* PROBLEM *
Among the entries below, find how many lines carry the word "struct" and state only that figure.

* TASK INPUT *
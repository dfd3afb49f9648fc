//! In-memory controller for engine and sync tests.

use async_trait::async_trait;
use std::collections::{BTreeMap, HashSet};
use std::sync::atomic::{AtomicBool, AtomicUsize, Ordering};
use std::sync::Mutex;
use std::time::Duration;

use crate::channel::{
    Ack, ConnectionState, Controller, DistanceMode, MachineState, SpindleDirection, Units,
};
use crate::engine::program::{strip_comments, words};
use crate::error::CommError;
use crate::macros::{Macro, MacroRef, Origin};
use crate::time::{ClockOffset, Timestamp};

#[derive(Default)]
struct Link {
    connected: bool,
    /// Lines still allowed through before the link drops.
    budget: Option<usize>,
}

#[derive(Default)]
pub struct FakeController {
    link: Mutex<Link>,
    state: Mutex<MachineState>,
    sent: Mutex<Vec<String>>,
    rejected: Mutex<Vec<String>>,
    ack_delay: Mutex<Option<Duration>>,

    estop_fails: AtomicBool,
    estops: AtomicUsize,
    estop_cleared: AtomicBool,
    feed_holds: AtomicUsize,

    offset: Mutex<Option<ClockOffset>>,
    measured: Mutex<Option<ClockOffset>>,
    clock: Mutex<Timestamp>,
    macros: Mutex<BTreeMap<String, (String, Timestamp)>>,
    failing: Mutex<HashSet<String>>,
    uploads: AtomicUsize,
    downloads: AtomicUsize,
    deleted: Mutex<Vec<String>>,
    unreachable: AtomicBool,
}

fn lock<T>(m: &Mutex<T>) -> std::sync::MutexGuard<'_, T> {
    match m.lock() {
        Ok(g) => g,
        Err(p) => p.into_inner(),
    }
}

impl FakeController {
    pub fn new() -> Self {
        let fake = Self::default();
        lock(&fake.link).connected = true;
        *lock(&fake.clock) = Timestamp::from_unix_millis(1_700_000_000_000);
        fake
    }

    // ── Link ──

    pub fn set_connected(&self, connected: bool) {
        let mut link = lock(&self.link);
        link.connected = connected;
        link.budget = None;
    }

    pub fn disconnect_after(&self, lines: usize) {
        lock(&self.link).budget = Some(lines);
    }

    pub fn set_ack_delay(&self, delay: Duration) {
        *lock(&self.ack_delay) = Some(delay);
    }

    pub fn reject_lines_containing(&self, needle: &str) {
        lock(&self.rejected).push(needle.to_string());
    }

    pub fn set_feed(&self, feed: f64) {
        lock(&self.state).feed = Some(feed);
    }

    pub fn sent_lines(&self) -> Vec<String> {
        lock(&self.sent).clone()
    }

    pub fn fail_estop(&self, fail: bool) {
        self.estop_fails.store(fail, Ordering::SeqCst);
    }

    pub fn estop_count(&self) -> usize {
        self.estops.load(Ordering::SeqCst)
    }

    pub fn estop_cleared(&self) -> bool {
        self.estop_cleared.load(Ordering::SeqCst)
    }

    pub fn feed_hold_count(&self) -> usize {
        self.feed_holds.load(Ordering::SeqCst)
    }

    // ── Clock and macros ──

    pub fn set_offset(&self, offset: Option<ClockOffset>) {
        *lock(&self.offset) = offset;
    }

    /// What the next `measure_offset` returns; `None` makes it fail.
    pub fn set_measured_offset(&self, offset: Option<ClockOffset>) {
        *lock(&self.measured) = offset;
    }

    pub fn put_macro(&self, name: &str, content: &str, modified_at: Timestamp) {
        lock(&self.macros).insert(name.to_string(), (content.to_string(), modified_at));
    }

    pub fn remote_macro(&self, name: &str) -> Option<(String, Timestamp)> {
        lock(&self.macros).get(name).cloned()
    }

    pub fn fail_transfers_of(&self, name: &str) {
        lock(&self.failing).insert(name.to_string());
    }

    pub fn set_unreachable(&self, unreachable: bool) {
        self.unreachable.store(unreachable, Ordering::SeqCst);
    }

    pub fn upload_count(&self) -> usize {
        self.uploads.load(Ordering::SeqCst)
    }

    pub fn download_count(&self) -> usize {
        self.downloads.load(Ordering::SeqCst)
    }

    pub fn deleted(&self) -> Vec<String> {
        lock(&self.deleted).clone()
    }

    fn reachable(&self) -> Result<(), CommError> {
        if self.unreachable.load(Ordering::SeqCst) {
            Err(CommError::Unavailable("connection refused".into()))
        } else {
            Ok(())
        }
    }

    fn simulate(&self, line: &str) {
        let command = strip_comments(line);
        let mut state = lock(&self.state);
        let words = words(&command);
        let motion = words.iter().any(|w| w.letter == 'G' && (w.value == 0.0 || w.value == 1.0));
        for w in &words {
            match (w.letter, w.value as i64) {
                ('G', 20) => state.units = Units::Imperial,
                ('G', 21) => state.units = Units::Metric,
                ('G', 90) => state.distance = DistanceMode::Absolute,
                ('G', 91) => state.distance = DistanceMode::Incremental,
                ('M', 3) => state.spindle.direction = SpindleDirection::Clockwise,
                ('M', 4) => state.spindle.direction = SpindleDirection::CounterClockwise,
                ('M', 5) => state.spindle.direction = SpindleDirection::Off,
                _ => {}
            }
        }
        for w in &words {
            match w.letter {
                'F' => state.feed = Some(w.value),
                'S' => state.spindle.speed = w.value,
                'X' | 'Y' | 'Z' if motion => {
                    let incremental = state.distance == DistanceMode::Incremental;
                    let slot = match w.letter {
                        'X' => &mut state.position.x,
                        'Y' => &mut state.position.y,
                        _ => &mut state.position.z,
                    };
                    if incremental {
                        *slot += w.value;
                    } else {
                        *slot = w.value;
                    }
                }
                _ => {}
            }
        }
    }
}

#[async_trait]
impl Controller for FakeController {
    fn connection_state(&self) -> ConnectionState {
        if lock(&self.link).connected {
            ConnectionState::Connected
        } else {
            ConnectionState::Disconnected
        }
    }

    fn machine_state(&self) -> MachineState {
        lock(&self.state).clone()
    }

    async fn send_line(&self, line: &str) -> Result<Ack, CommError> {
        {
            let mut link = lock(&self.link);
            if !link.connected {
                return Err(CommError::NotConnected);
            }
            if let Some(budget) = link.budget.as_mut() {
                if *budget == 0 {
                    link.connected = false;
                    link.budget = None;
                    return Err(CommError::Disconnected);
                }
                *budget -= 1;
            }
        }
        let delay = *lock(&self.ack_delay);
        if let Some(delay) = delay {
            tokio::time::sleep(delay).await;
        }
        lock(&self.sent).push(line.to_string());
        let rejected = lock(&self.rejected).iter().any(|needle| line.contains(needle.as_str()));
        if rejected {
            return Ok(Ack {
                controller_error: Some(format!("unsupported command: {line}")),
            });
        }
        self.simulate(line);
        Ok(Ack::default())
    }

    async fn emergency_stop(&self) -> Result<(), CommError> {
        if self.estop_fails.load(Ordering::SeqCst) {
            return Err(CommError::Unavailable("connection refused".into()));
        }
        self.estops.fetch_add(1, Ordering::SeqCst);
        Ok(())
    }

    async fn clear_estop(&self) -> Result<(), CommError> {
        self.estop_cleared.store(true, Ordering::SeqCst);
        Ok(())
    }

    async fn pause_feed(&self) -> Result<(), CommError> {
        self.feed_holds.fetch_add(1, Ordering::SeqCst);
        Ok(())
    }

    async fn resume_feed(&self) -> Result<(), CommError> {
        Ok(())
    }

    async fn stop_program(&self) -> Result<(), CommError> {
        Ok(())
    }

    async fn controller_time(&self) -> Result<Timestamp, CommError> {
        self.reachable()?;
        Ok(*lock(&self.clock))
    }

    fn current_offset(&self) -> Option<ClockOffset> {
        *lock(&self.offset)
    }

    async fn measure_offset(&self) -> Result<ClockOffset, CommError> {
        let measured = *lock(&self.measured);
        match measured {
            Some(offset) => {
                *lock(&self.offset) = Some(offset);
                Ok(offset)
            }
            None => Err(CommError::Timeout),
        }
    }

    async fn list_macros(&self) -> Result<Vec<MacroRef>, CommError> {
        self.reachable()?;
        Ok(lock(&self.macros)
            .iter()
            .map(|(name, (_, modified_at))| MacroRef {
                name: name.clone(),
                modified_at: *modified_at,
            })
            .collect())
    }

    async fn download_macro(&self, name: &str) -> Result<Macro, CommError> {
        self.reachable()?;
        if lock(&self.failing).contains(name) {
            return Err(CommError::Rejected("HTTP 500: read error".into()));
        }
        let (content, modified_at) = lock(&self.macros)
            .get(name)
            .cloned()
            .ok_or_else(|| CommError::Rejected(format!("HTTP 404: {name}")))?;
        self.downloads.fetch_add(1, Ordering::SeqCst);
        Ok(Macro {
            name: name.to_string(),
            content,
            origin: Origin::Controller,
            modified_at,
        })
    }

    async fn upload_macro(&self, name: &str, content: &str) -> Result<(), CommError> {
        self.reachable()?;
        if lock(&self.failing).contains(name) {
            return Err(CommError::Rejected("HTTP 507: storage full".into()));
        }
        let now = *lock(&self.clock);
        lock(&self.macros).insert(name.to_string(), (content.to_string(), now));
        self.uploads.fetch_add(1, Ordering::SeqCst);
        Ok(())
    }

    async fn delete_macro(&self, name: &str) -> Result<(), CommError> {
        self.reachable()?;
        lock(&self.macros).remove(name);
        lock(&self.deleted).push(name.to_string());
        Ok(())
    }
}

* RESPONSE TO THE TASK *
2